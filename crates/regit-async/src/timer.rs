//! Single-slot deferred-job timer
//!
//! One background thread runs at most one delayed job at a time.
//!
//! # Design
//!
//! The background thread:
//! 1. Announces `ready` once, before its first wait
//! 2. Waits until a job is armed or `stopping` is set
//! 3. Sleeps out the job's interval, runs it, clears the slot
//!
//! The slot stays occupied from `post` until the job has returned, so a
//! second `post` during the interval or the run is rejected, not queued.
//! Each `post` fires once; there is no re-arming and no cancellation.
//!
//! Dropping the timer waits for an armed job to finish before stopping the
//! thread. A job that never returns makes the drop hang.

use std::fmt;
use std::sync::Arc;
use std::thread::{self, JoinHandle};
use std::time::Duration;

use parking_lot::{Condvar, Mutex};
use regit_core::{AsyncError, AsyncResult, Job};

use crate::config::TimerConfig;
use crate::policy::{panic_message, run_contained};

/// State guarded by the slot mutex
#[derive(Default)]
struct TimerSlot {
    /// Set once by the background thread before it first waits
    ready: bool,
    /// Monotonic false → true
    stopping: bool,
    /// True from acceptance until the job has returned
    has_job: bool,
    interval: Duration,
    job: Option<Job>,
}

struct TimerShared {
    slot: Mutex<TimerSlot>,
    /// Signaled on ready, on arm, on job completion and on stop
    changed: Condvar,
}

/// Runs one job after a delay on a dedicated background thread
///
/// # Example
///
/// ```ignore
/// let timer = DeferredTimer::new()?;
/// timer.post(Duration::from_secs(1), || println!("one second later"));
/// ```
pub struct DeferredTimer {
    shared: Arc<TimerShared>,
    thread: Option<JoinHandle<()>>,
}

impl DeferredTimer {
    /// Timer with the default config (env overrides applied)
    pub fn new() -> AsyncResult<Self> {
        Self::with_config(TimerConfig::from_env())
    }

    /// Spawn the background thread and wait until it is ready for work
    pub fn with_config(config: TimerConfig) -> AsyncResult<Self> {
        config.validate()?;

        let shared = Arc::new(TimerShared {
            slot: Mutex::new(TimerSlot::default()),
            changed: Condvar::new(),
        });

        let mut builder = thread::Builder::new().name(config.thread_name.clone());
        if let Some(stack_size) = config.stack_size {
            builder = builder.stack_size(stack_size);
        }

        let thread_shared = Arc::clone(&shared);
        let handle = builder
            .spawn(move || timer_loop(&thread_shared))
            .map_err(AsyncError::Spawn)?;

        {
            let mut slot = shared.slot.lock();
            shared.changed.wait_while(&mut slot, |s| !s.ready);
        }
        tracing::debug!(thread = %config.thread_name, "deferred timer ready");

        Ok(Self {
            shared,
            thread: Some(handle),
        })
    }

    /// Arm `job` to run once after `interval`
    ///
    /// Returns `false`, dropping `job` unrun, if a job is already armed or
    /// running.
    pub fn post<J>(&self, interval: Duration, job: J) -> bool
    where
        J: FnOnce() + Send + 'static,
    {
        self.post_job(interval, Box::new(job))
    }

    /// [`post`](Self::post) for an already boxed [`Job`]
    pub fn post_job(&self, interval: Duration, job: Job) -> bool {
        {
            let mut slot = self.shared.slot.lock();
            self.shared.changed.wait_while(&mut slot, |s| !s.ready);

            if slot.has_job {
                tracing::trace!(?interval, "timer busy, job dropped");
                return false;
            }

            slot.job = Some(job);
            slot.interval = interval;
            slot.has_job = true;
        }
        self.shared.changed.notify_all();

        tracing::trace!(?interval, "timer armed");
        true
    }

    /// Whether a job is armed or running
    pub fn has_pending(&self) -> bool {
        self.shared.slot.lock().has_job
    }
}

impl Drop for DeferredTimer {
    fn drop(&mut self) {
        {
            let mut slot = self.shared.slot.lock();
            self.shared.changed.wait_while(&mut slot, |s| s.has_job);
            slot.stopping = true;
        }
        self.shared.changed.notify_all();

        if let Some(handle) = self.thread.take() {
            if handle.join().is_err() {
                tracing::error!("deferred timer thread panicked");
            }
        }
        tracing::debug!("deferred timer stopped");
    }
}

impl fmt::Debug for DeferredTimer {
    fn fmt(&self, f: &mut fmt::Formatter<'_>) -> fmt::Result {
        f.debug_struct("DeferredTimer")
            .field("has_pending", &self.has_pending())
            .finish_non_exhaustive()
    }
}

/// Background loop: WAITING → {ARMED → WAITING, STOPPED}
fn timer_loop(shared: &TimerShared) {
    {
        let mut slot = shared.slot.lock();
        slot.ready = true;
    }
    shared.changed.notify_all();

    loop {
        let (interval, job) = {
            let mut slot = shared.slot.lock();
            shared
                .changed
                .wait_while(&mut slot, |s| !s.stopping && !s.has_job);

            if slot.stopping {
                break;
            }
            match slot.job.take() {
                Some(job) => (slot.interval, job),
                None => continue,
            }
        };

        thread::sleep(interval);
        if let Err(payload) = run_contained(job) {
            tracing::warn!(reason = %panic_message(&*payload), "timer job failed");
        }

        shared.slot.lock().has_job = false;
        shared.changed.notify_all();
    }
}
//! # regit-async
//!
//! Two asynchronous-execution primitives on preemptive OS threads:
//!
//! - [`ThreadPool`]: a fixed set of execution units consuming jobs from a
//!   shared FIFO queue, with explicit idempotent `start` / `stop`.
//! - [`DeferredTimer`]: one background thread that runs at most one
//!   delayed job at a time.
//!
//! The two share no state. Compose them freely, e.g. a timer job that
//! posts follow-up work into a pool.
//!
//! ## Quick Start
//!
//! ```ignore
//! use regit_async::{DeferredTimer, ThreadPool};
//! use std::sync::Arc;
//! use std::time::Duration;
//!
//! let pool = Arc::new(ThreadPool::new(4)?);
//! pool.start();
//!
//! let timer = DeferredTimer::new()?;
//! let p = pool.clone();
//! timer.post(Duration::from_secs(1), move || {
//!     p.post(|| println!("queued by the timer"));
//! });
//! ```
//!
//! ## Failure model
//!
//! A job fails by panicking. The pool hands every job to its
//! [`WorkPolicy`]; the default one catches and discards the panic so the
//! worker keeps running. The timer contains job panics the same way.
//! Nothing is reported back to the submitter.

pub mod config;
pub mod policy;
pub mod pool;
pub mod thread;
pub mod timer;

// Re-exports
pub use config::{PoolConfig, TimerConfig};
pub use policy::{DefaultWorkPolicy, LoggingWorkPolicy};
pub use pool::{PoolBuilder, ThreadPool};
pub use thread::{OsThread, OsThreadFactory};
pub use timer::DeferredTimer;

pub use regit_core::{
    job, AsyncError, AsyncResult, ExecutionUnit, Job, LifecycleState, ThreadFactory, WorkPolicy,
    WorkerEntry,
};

Problem description. Take the listing from its first line to the line containing "2. Waits until". Reproduce those lines exactly and nothing else.

Problem solution.
filename crates/regit-async/src/timer.rs
//! Single-slot deferred-job timer
//!
//! One background thread runs at most one delayed job at a time.
//!
//! # Design
//!
//! The background thread:
//! 1. Announces `ready` once, before its first wait
//! 2. Waits until a job is armed or `stopping` is set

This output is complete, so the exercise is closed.